Developers' Guide

This page contains details on LibGeoDecomp's internals. We don't have a terrible lot of documentation online as most of the team work at FAU. However, here are some starting points.

  • The trunk is hosted on GitHub. You can also report bugs there.
    Status: Travis CI: ,
  • Mainline development goes through GentryX' repository. Changes get merged to trunk automatically once they clear CI tests.
    Status: Travis CI: ,
  • The API documentation is available here.
LibGeoDecomp is written in 1TBS (one true brace style) and mostly follows the coding style of Qt and KDE. Compliance is important to keep the codebase consistent and readable.
  • Pass primitive types (int, double, char, size_t) by value, all others as const references. Exception: if a function is meant to modify its parameters, then pass those as pointers.
  • Use const TYPE& var instead of TYPE const & var.
  • Don't repeat yourself! When writing comments, please focus on the WHY and not the WHAT. What the code does, should be obvious from the method name and/or code itself. Don't repeat yourself. But if your code is doing something complex or counterintuitive, a short explanation would be helpful.
  • Sometimes you'll need to bind template arguments of a frequently used type in a typedef, e.g. typedef typename CELL_TYPE::Topology Topology. (see example on the right).
  • Header guards are also all caps with underscores. The are simply the path of the given file within the source repositiory, e.g. #ifndef LIBGEODECOMP_MISC_GRID_H for misc/grid.h.
  • Layout:
    • Indentation: 4 spaces, no tabs
    • No indentation for namespaces
    • No trailing whitespace
  • Naming conventions
    • Use CamelCase for classes, typenames, functions, variables. All types are capitalized, all functions and variables start with lower case characters.
    • ALL_CONSTANTS are all caps, delimited by underscores.
    • Please don't shorten variable names to crptcAbvtns or single letters. No one can remember what k2, alpha, xx and such mean, not even you. Bytes are cheap these days. Why not use descriptiveNames?
namespace LibGeoDecomp {

template<typename CARGO>
class Container
{
public:
    friend class ThatOtherClass;
    typedef typename CARGO::Topology Topology;
    static const int DIM = Topology::DIM;

    inline Container(size_t size, const CARGO& default)
    {
        myData = new CARGO[size];
        for (size_t i = 0; i < size; ++i) {
          myData[i] = default;
        }
    }

    ~Container()
    {
        delete myData;
    }

    inline void setFront(const CARGO& newFront)
    {
        myData[0] = newFront;
    }

    /**
     * Will exchange 
     */
    inline void swapFront(CARGO *newFront)
    {
        std::swap(myData[0], *newFront);
    }

    inline CARGO *data()
    {
      return myData;
    }
};

}

Lines of Code

The C++ stats include libgeodecomp/src only; the build system includes all CMake files and the TypemapGenerator. All stats exclude generated files.

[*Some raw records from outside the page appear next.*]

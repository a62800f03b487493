//! Logging infrastructure for livecfg
//!
//! Provides unified logging setup using the tracing ecosystem.

use tracing_subscriber::{
    fmt::{self, format::FmtSpan},
    layer::SubscriberExt,
    util::SubscriberInitExt,
    EnvFilter,
};

use crate::{paths, LivecfgError, Result};

/// Environment variable holding the log filter
pub const LOG_ENV: &str = "LIVECFG_LOG";

/// Log output destination
#[derive(Debug, Clone, Copy, PartialEq, Eq)]
pub enum LogOutput {
    /// Log to stderr
    Stderr,
    /// Log to file in the state directory
    File,
    /// Log to both stderr and file
    Both,
}

/// Logging configuration
#[derive(Debug, Clone)]
pub struct LogConfig {
    /// Output destination
    pub output: LogOutput,
    /// Log level filter (e.g., "info", "livecfg_core=debug")
    pub filter: String,
    /// Include span events (enter/exit)
    pub span_events: bool,
    /// Include file/line in logs
    pub file_line: bool,
    /// Optional custom log file name (defaults to "livecfg.log")
    pub file_name: Option<String>,
}

impl Default for LogConfig {
    fn default() -> Self {
        Self {
            output: LogOutput::Stderr,
            filter: "info".into(),
            span_events: false,
            file_line: false,
            file_name: None,
        }
    }
}

impl LogConfig {
    /// Config for the command-line tool; `verbosity` raises the default level
    pub fn cli(verbosity: u8) -> Self {
        let default_filter = match verbosity {
            0 => "warn",
            1 => "info",
            2 => "debug",
            _ => "trace",
        };
        Self {
            output: LogOutput::Stderr,
            filter: std::env::var(LOG_ENV).unwrap_or_else(|_| default_filter.into()),
            span_events: false,
            file_line: false,
            file_name: None,
        }
    }

    /// Config for a long-running host process embedding the core
    pub fn embedded() -> Self {
        Self {
            output: LogOutput::File,
            filter: std::env::var(LOG_ENV).unwrap_or_else(|_| "info".into()),
            span_events: false,
            file_line: true,
            file_name: None,
        }
    }

    /// Create config for development (verbose stderr)
    pub fn development() -> Self {
        Self {
            output: LogOutput::Stderr,
            filter: "debug".into(),
            span_events: true,
            file_line: true,
            file_name: None,
        }
    }
}

/// Initialize logging with default configuration
pub fn init_logging() -> Result<()> {
    init_logging_with_config(LogConfig::default())
}

/// Initialize logging with custom configuration
pub fn init_logging_with_config(config: LogConfig) -> Result<()> {
    let filter = EnvFilter::try_new(&config.filter)
        .map_err(|e| LivecfgError::config(format!("Invalid log filter: {}", e)))?;

    let fmt_layer = fmt::layer()
        .with_target(true)
        .with_thread_ids(false)
        .with_thread_names(false);

    let fmt_layer = if config.span_events {
        fmt_layer.with_span_events(FmtSpan::ENTER | FmtSpan::EXIT)
    } else {
        fmt_layer
    };

    let fmt_layer = if config.file_line {
        fmt_layer.with_file(true).with_line_number(true)
    } else {
        fmt_layer.with_file(false).with_line_number(false)
    };

    let file_name = config.file_name.as_deref().unwrap_or("livecfg.log");

    match config.output {
        LogOutput::Stderr => {
            tracing_subscriber::registry()
                .with(filter)
                .with(fmt_layer.with_writer(std::io::stderr))
                .try_init()
                .map_err(|e| LivecfgError::internal(format!("Failed to init logging: {}", e)))?;
        }
        LogOutput::File => {
            let file = open_log_file(file_name)?;
            tracing_subscriber::registry()
                .with(filter)
                .with(fmt_layer.with_writer(file).with_ansi(false))
                .try_init()
                .map_err(|e| LivecfgError::internal(format!("Failed to init logging: {}", e)))?;
        }
        LogOutput::Both => {
            let file = open_log_file(file_name)?;
            let file_layer = fmt::layer()
                .with_writer(file)
                .with_ansi(false)
                .with_target(true);

            tracing_subscriber::registry()
                .with(filter)
                .with(fmt_layer.with_writer(std::io::stderr))
                .with(file_layer)
                .try_init()
                .map_err(|e| LivecfgError::internal(format!("Failed to init logging: {}", e)))?;
        }
    }

    Ok(())
}

fn open_log_file(file_name: &str) -> Result<std::fs::File> {
    let log_dir = paths::log_dir();
    std::fs::create_dir_all(&log_dir).map_err(|e| LivecfgError::FileWrite {
        path: log_dir.clone(),
        source: e,
    })?;

    let log_path = log_dir.join(file_name);
    std::fs::OpenOptions::new()
        .create(true)
        .append(true)
        .open(&log_path)
        .map_err(|e| LivecfgError::FileWrite {
            path: log_path,
            source: e,
        })
}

lines of code vs. revisions

Revisions vs. Time

revisions vs. date

Fixmes

How often does the term fixme occur in the code? (Fewer would be better.)

occurrences of term FIXME vs. revisions arrow down, label: better

Undocumented Classes

How many classes lack (basic) documentation?

number of undocumented classes vs. revisions arrow down, label: better

Unmatched Header Guards

number of unmatched header guards vs. revisions arrow down, label: better

Bad Includes

number of bad includes vs. revisions arrow down, label: better

size_t Misuse

How often is size_t used instead of std::size_t?

number of size_t misuse vs. revisions arrow down, label: better

Performance plots typically use seconds (s, the fewer the better) or Giga Lattice Updates Per Second (GLUPS, the more the better) as their unit of measure. They contain multiple curves which compare implementations based on LibGeoDecomp with manual implementations. The names of the curves indicate which kind of implementation was used:

  • Metal names (bronze, silver, gold, platinum) are assigned to implementations which use LibGeoDecomp, with bronze being the least optimized implementation and platinum representing the highest degree of ptimization.
  • Spices (vanilla, pepper) are used for manual, mostly C-style implementations. They mimic the codes developers would need to write if the had no access to LibGeoDecomp. Vanilla is typically a very basic code, while pepper may contain optimizations.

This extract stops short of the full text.